Je pense que Donald Trump manque un peu de culture générale. S'il connaissait tant soit peu l'histoire de France, il saurait que le plus potentat de tous les potentats qui y exercèrent le pouvoir, à savoir Louis XIV, le Roi-Soleil (ne pas omettre les majuscules), voyait sa volonté limitée à la fois par le poids des traditions et des habitudes mais aussi par des institutions comme le Parlement de Paris, qui était en réalité un tribunal. Non seulement ce Louis avait-il dû le prendre, ce pouvoir, au prix d'un coup d'état qu'il estimait légitime (puisque l'état, c'était Lui...), mais encore eut-il à faire face à des oppositions, des dissidences et des limitations de tous ordres. Ce qui caractérise le potentat, c'est que ces menus détails l'agacent. Donald Trump gouverne par décrets et par tweets, confondant allègrement les uns et les autres. Il s'étonne, gronde et menace mais voilà: quand il outrepasse la loi, il y aura toujours un juge qui... Halte-là! La parade est aussitôt trouvée: non au gouvernement des juges! Ils ne sont pas là pour encadrer la politique mais pour condamner (sévèrement si possible)!

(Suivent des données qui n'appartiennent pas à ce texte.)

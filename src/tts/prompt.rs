//! Prompt construction for the generative TTS model.
//!
//! The model follows natural-language instructions, so the prompt itself is
//! the contract: how many items, the exact text of each, a fixed pause between
//! them, and nothing else spoken. Extra utterances (acknowledgements, numbers)
//! would add segments and break the clip count.

use clap::ValueEnum;
use serde::{Deserialize, Serialize};

use crate::pipeline::{Batch, SpeechItem};

/// Pause requested between items in a batch prompt.
pub const SILENCE_GAP_SECONDS: u32 = 3;

/// Spoken language of a batch; selects the prompt wording and the voice.
#[derive(Debug, Clone, Copy, PartialEq, Eq, Hash, ValueEnum, Serialize, Deserialize)]
#[serde(rename_all = "lowercase")]
pub enum Language {
    Ja,
    En,
}

impl std::fmt::Display for Language {
    fn fmt(&self, f: &mut std::fmt::Formatter<'_>) -> std::fmt::Result {
        match self {
            Language::Ja => write!(f, "ja"),
            Language::En => write!(f, "en"),
        }
    }
}

/// Build the multi-item prompt for a batch.
///
/// Items are numbered in the list so the model can follow the order, while the
/// instructions forbid speaking the numbers.
pub fn build_batch_prompt(batch: &Batch) -> String {
    let count = batch.len();
    let list = batch
        .items()
        .iter()
        .enumerate()
        .map(|(i, item)| match batch.language() {
            Language::Ja => format!("{}. 「{}」{}", i + 1, item.speech_text, ja_context(item)),
            Language::En => format!("{}. \"{}\"{}", i + 1, item.speech_text, en_context(item)),
        })
        .collect::<Vec<_>>()
        .join("\n");

    match batch.language() {
        Language::Ja => format!(
            "子供に語りかけるように、以下の{count}個のフレーズを1つずつ順番に、はっきりと日本語で読んでください。\n\
             各フレーズの間には{SILENCE_GAP_SECONDS}秒の沈黙を入れてください。\n\
             番号や余計な言葉は加えず、指定されたフレーズのみ読んでください。\n\n\
             {list}"
        ),
        Language::En => format!(
            "Speak clearly and cheerfully for a child learning English.\n\
             Say each of the following {count} words one at a time, in order.\n\
             Put {SILENCE_GAP_SECONDS} seconds of silence between each word.\n\
             Do not add numbers, explanations, or any extra words.\n\n\
             {list}"
        ),
    }
}

/// Build the prompt used when a batch has to be generated one item at a time.
pub fn build_single_prompt(item: &SpeechItem, language: Language) -> String {
    match language {
        Language::Ja => format!(
            "子供に語りかけるように、はっきりと日本語で読んでください。余計な言葉は加えないでください{}：「{}」",
            ja_context(item),
            item.speech_text
        ),
        Language::En => format!(
            "Speak clearly and cheerfully for a child. Say only this word{}: \"{}\"",
            en_context(item),
            item.speech_text
        ),
    }
}

fn ja_context(item: &SpeechItem) -> String {
    if item.context.is_empty() { String::new() } else { format!("（{}）", item.context) }
}

fn en_context(item: &SpeechItem) -> String {
    if item.context.is_empty() { String::new() } else { format!(" ({})", item.context) }
}

#[cfg(test)]
mod tests {
    use std::path::PathBuf;

    use super::*;

    fn item(text: &str, context: &str) -> SpeechItem {
        SpeechItem::new(format!("{}.mp3", text), text, context, PathBuf::from(format!("out/{}.mp3", text)))
    }

    #[test]
    fn test_japanese_batch_prompt() {
        let batch = Batch::new("hiragana", Language::Ja, vec![item("あり", "蟻🐜"), item("いぬ", "")]).unwrap();
        let prompt = build_batch_prompt(&batch);

        assert!(prompt.contains("以下の2個のフレーズ"));
        assert!(prompt.contains("3秒の沈黙"));
        assert!(prompt.contains("番号や余計な言葉は加えず"));
        assert!(prompt.ends_with("1. 「あり」（蟻🐜）\n2. 「いぬ」"));
    }

    #[test]
    fn test_english_batch_prompt() {
        let batch = Batch::new("english", Language::En, vec![item("dog", ""), item("cat", ""), item("ice cream", "")]).unwrap();
        let prompt = build_batch_prompt(&batch);

        assert!(prompt.contains("following 3 words"));
        assert!(prompt.contains("3 seconds of silence"));
        assert!(prompt.contains("Do not add numbers"));
        assert!(prompt.ends_with("1. \"dog\"\n2. \"cat\"\n3. \"ice cream\""));
    }

    #[test]
    fn test_english_context_is_attached() {
        let batch = Batch::new("english", Language::En, vec![item("orange", "the color")]).unwrap();
        assert!(build_batch_prompt(&batch).ends_with("1. \"orange\" (the color)"));
    }

    #[test]
    fn test_one_line_per_item() {
        let items = (1..=12).map(|i| item(&format!("w{}", i), "")).collect();
        let batch = Batch::new("english", Language::En, items).unwrap();
        let prompt = build_batch_prompt(&batch);

        let numbered: Vec<&str> = prompt.lines().filter(|line| line.starts_with(|c: char| c.is_ascii_digit())).collect();
        assert_eq!(numbered.len(), 12);
        assert_eq!(numbered[11], "12. \"w12\"");
        assert!(!prompt.ends_with('\n'));
    }

    #[test]
    fn test_single_prompts() {
        let ja = build_single_prompt(&item("たす", "足し算の「たす」"), Language::Ja);
        assert!(ja.ends_with("余計な言葉は加えないでください（足し算の「たす」）：「たす」"));

        let en = build_single_prompt(&item("dog", ""), Language::En);
        assert_eq!(en, "Speak clearly and cheerfully for a child. Say only this word: \"dog\"");
    }
}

Certes, un gouvernement des juges, je n'en veux pas non plus. Tout pouvoir qui se prend pour plus qu'il n'est inquiète. Le concept de séparation des pouvoirs, pilier des Lumières et depuis, de nos sociétés, est en principe-là pour créer un équilibre. Penser cependant que la séparation est totale est illusoire. L'exécutif entraîne souvent le législatif, par exemple (et quand celui-ci renâcle, des astuces genre 49.3 existent...). Mais le législatif lui-même peut devenir un pouvoir judiciaire! Les fameuses commissions d'enquête parlementaire dont la Belgique, à tous les niveaux de pouvoir, est si friande, ce sont en réalité des juges d'instruction et elles en ont les pouvoirs. La Convention a jugé Louis XVI en s'estimant saisie du simple fait qu'émanant de la nation souveraine, elle en détenait tous les pouvoirs.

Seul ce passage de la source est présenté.